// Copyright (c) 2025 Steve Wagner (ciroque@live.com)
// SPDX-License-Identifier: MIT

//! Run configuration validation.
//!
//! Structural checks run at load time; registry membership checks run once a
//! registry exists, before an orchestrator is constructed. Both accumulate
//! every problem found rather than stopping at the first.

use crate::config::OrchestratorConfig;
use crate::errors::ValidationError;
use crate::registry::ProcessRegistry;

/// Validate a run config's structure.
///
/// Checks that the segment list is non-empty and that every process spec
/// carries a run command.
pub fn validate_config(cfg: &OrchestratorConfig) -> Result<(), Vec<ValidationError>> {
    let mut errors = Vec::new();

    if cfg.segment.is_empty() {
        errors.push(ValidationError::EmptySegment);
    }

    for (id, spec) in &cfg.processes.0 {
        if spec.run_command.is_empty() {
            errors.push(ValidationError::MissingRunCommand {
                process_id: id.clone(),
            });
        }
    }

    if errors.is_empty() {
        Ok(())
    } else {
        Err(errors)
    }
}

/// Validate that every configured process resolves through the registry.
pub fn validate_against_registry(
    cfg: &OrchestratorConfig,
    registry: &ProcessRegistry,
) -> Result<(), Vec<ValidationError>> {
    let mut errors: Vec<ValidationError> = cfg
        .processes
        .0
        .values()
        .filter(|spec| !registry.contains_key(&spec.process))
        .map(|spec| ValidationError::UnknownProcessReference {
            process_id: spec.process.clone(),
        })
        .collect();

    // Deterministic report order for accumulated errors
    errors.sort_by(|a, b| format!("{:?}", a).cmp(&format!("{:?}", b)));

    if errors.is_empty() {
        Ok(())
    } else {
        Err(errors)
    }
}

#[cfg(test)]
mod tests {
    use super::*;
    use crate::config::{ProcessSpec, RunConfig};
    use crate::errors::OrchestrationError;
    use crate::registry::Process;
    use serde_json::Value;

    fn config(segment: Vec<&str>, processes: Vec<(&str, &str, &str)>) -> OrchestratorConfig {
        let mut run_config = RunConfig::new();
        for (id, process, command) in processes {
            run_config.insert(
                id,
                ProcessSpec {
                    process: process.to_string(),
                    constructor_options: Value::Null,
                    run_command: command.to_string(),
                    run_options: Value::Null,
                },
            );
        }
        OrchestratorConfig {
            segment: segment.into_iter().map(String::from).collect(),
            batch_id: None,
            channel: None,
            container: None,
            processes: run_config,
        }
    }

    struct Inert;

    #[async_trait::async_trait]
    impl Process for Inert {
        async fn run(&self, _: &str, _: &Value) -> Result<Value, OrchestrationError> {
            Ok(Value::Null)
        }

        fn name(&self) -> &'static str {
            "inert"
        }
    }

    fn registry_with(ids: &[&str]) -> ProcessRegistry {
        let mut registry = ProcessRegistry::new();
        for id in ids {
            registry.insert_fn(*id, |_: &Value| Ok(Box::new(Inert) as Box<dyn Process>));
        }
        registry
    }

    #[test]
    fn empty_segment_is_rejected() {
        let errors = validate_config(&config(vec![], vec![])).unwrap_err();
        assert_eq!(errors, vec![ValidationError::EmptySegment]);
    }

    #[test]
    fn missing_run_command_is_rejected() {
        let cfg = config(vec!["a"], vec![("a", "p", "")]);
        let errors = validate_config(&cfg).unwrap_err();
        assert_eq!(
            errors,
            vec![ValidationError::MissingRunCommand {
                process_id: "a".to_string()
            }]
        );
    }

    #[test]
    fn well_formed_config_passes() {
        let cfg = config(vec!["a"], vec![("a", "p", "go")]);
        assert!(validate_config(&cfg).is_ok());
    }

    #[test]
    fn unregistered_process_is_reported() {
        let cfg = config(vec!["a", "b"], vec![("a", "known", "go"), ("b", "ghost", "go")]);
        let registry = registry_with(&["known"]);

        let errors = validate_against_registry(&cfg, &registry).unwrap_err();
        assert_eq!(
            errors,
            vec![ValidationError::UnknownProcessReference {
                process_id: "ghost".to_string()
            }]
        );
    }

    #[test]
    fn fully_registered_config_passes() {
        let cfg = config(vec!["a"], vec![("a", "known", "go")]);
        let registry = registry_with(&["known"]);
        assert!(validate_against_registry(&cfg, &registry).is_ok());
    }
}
==
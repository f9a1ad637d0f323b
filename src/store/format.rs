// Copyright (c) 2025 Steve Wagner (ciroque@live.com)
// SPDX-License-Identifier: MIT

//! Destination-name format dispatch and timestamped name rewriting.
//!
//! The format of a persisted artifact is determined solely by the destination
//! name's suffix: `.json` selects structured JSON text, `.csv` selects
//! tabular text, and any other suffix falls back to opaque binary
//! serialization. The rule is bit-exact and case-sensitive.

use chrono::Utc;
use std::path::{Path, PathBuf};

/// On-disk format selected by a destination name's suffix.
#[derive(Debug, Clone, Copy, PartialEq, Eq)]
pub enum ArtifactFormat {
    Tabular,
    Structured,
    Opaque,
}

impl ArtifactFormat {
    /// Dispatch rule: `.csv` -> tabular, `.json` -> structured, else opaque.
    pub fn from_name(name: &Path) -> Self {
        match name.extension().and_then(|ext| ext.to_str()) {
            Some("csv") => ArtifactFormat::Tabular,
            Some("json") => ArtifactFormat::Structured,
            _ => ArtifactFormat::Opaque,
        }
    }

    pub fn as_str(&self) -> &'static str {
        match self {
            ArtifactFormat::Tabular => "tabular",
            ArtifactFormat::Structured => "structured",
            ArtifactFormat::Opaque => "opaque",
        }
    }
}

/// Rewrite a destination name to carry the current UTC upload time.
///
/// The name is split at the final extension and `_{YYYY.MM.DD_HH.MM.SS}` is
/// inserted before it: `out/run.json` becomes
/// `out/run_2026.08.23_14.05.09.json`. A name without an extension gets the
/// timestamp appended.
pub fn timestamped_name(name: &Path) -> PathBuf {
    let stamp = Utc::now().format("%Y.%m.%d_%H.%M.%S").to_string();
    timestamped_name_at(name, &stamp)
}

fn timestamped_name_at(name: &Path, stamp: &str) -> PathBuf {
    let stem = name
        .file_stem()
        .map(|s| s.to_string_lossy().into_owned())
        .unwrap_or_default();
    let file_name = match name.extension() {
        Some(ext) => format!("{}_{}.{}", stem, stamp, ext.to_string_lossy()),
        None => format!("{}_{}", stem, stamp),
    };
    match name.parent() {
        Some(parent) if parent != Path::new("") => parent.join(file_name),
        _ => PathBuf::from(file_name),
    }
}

Problem to work on: Look for the word "ArtifactFormat" in the data, then return every line that contains it.

Your solution:
pub enum ArtifactFormat {
impl ArtifactFormat {
            Some("csv") => ArtifactFormat::Tabular,
            Some("json") => ArtifactFormat::Structured,
            _ => ArtifactFormat::Opaque,
            ArtifactFormat::Tabular => "tabular",
            ArtifactFormat::Structured => "structured",
            ArtifactFormat::Opaque => "opaque",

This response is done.